Agricultural Research Service


item Chitwood, David

Submitted to: Meeting Abstract
Publication Type: Abstract Only
Publication Acceptance Date: 5/18/2004
Publication Date: 6/14/2004
Citation: Chitwood, D.J. 2004. Steroid metabolism and function in nematodes: an update. Program and Abstracts, 27th International Nematology Symposium, European Soc. of Nematologists. p. 55. 2004.

Interpretive Summary:

Technical Abstract: The nutritional requirement for sterol by nematodes results from their inability to biosynthesize sterols de novo and represents a fundamental difference between parasitic nematodes and their plant or mammalian hosts. Consequently, plant-parasitic nematodes most likely obtain sterols from their hosts and then metabolize them to sterols better suited to nematode growth, development and reproduction. Research utilizing Caenorhabditis elegans as a model organism for phytoparasitic nematode sterol metabolism has revealed that this species can remove the methyl or ethyl substituents present at the C-24 position of the sterol side chain; C-24 alkyl groups are typical of plant sterols but are usually absent in animals. This dealkylation process can be inhibited by 25-azacoprostane. Additionally, C. elegans can perform several metabolic transformations upon the sterol nucleus, such as double bond introduction, removal, or isomerization.
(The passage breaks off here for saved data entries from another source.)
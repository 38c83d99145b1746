//! Filesystem utilities: atomic writes and owner-only permissions.
//!
//! The keystore and auth-tracking files are always replaced atomically
//! (write to a temp file, then rename) so an interrupted write can never
//! leave a half-written record behind.

use std::fs;
use std::io;
use std::path::Path;
use std::time::{SystemTime, UNIX_EPOCH};

/// Atomically rename a file, with fallback for platforms where rename fails if target exists.
///
/// On some platforms (notably Windows), `fs::rename` fails if the destination already exists.
/// This function handles that case by removing the destination first and retrying.
///
/// If the rename ultimately fails, the temp file is cleaned up.
///
/// # Errors
///
/// Returns an error if the rename fails even after the fallback attempt.
pub fn rename_with_fallback(temp_path: &Path, destination: &Path) -> io::Result<()> {
    if let Err(initial_err) = fs::rename(temp_path, destination) {
        // Best-effort replace on platforms where rename fails if target exists.
        let _ = fs::remove_file(destination);
        fs::rename(temp_path, destination).map_err(|retry_err| {
            // Clean up the temp file on failure
            let _ = fs::remove_file(temp_path);
            io::Error::new(
                retry_err.kind(),
                format!(
                    "Atomic rename failed (initial: {}, retry: {})",
                    initial_err, retry_err
                ),
            )
        })?;
    }
    Ok(())
}

/// Write `bytes` to `path` atomically with owner-only file permissions.
///
/// The content lands in a temp file in the same directory first, gets its
/// permissions restricted, and is then renamed over the destination.
pub fn write_atomic_owner_only(path: &Path, bytes: &[u8]) -> io::Result<()> {
    let parent = path.parent().ok_or_else(|| {
        io::Error::new(
            io::ErrorKind::InvalidInput,
            format!("Path has no parent directory: {}", path.display()),
        )
    })?;

    let nanos = SystemTime::now()
        .duration_since(UNIX_EPOCH)
        .map_err(|e| io::Error::other(format!("System time error: {}", e)))?
        .as_nanos();
    let file_name = path
        .file_name()
        .map(|name| name.to_string_lossy().to_string())
        .unwrap_or_else(|| "vault".to_string());
    let temp_path = parent.join(format!(".{}.tmp-{}", file_name, nanos));

    fs::write(&temp_path, bytes).inspect_err(|_| {
        let _ = fs::remove_file(&temp_path);
    })?;
    set_owner_only_file(&temp_path).inspect_err(|_| {
        let _ = fs::remove_file(&temp_path);
    })?;
    rename_with_fallback(&temp_path, path)
}

/// Restrict a file to owner read/write (0o600). No-op on non-Unix platforms.
pub fn set_owner_only_file(path: &Path) -> io::Result<()> {
    #[cfg(unix)]
    {
        use std::os::unix::fs::PermissionsExt;
        let mut perms = fs::metadata(path)?.permissions();
        perms.set_mode(0o600);
        fs::set_permissions(path, perms)?;
    }
    #[cfg(not(unix))]
    {
        let _ = path;
    }
    Ok(())
}

/// Create a directory (and parents) restricted to the owner (0o700).
pub fn ensure_owner_only_dir(path: &Path) -> io::Result<()> {
    fs::create_dir_all(path)?;
    #[cfg(unix)]
    {
        use std::os::unix::fs::PermissionsExt;
        let mut perms = fs::metadata(path)?.permissions();
        perms.set_mode(0o700);
        fs::set_permissions(path, perms)?;
    }
    Ok(())
}
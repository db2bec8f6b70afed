//! Day/night cycle driven by a phase accumulator.

/// Day sky tint (RGB).
const DAY_TINT: (u8, u8, u8) = (28, 56, 96);
/// Night sky tint (RGB).
const NIGHT_TINT: (u8, u8, u8) = (8, 10, 28);

/// What the renderer should settle on for the current phase. The core
/// never tweens; it only states the destination.
#[derive(Debug, Clone, Copy, PartialEq)]
pub struct SkyTargets {
    pub sun_alpha: f64,
    pub moon_alpha: f64,
    pub tint: (u8, u8, u8),
}

/// Toggles between day and night every fixed period of running time.
#[derive(Debug, Clone)]
pub struct DayNightCycle {
    is_day: bool,
    elapsed_in_phase: f64,
    phase_length: f64,
}

impl DayNightCycle {
    /// Start at daybreak. `phase_length` is seconds per phase.
    pub fn new(phase_length: f64) -> Self {
        Self {
            is_day: true,
            elapsed_in_phase: 0.0,
            phase_length,
        }
    }

    /// Accumulate `dt`. Each time a full phase elapses the flag toggles
    /// and the remainder carries over, so no time is lost on a large
    /// delta; a delta spanning several phases toggles several times.
    pub fn update(&mut self, dt: f64) {
        if self.phase_length <= 0.0 {
            return;
        }
        self.elapsed_in_phase += dt;
        while self.elapsed_in_phase >= self.phase_length {
            self.elapsed_in_phase -= self.phase_length;
            self.is_day = !self.is_day;
        }
    }

    pub fn is_day(&self) -> bool {
        self.is_day
    }

    /// Seconds into the current phase, always in [0, phase length).
    pub fn elapsed_in_phase(&self) -> f64 {
        self.elapsed_in_phase
    }

    /// Fraction of the current phase elapsed, in [0, 1).
    pub fn phase_progress(&self) -> f64 {
        if self.phase_length <= 0.0 {
            return 0.0;
        }
        self.elapsed_in_phase / self.phase_length
    }

    pub fn targets(&self) -> SkyTargets {
        if self.is_day {
            SkyTargets {
                sun_alpha: 1.0,
                moon_alpha: 0.0,
                tint: DAY_TINT,
            }
        } else {
            SkyTargets {
                sun_alpha: 0.0,
                moon_alpha: 1.0,
                tint: NIGHT_TINT,
            }
        }
    }
}

#[cfg(test)]
mod tests {
    use super::*;

    #[test]
    fn test_starts_at_daybreak() {
        let sky = DayNightCycle::new(60.0);
        assert!(sky.is_day());
        assert!((sky.elapsed_in_phase() - 0.0).abs() < f64::EPSILON);
    }

    #[test]
    fn test_no_toggle_before_phase_length() {
        let mut sky = DayNightCycle::new(60.0);
        for _ in 0..3839 {
            sky.update(0.015625); // 3839/64 s = 59.984375 s
        }
        assert!(sky.is_day());
    }

    #[test]
    fn test_toggles_at_exactly_phase_length() {
        let mut sky = DayNightCycle::new(60.0);
        for _ in 0..3840 {
            sky.update(0.015625); // exactly 60 s
        }
        assert!(!sky.is_day());
        assert!((sky.elapsed_in_phase() - 0.0).abs() < f64::EPSILON);
    }

    #[test]
    fn test_remainder_carries_over() {
        let mut sky = DayNightCycle::new(60.0);
        sky.update(90.0);
        assert!(!sky.is_day());
        assert!((sky.elapsed_in_phase() - 30.0).abs() < 1e-9);
    }

    #[test]
    fn test_huge_delta_toggles_multiple_times() {
        let mut sky = DayNightCycle::new(60.0);
        sky.update(185.0); // three full phases + 5 s
        assert!(!sky.is_day(), "Odd number of toggles should land on night");
        assert!((sky.elapsed_in_phase() - 5.0).abs() < 1e-9);
    }

    #[test]
    fn test_elapsed_stays_below_phase_length() {
        let mut sky = DayNightCycle::new(10.0);
        for _ in 0..5000 {
            sky.update(0.21);
            assert!(sky.elapsed_in_phase() >= 0.0);
            assert!(sky.elapsed_in_phase() < 10.0);
        }
    }

    #[test]
    fn test_targets_follow_flag() {
        let mut sky = DayNightCycle::new(60.0);
        let day = sky.targets();
        assert!((day.sun_alpha - 1.0).abs() < f64::EPSILON);
        assert!((day.moon_alpha - 0.0).abs() < f64::EPSILON);

        sky.update(60.0);
        let night = sky.targets();
        assert!((night.sun_alpha - 0.0).abs() < f64::EPSILON);
        assert!((night.moon_alpha - 1.0).abs() < f64::EPSILON);
        assert_ne!(day.tint, night.tint);
    }

    #[test]
    fn test_phase_progress_fraction() {
        let mut sky = DayNightCycle::new(60.0);
        sky.update(15.0);
        assert!((sky.phase_progress() - 0.25).abs() < 1e-9);
    }
}
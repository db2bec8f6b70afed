//! Terminal rendering. Reads core state every frame; never mutates it.

pub mod game_common;
pub mod run_scene;

use ratatui::Frame;

use crate::core::session::GameSession;

/// Draw the whole UI for one frame.
pub fn draw(frame: &mut Frame, session: &GameSession) {
    let area = frame.size();
    run_scene::render_run_scene(frame, area, session);
}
The ability of C. elegans and other nematodes to introduce a methyl group at C-4 of the sterol nucleus is unique to nematodes. Recent studies have indicated that 4-methyl sterols play a specific role in nematodes, and that nematode development can be inhibited by AY-9944, an inhibitor of an isomerase involved in the 4-methylation pathway. A proteomic analysis of C. elegans has revealed that 25-azacoprostane induces reductions in the levels of several proteins. Evidence for the role of steroids as hormones in nematodes will be discussed.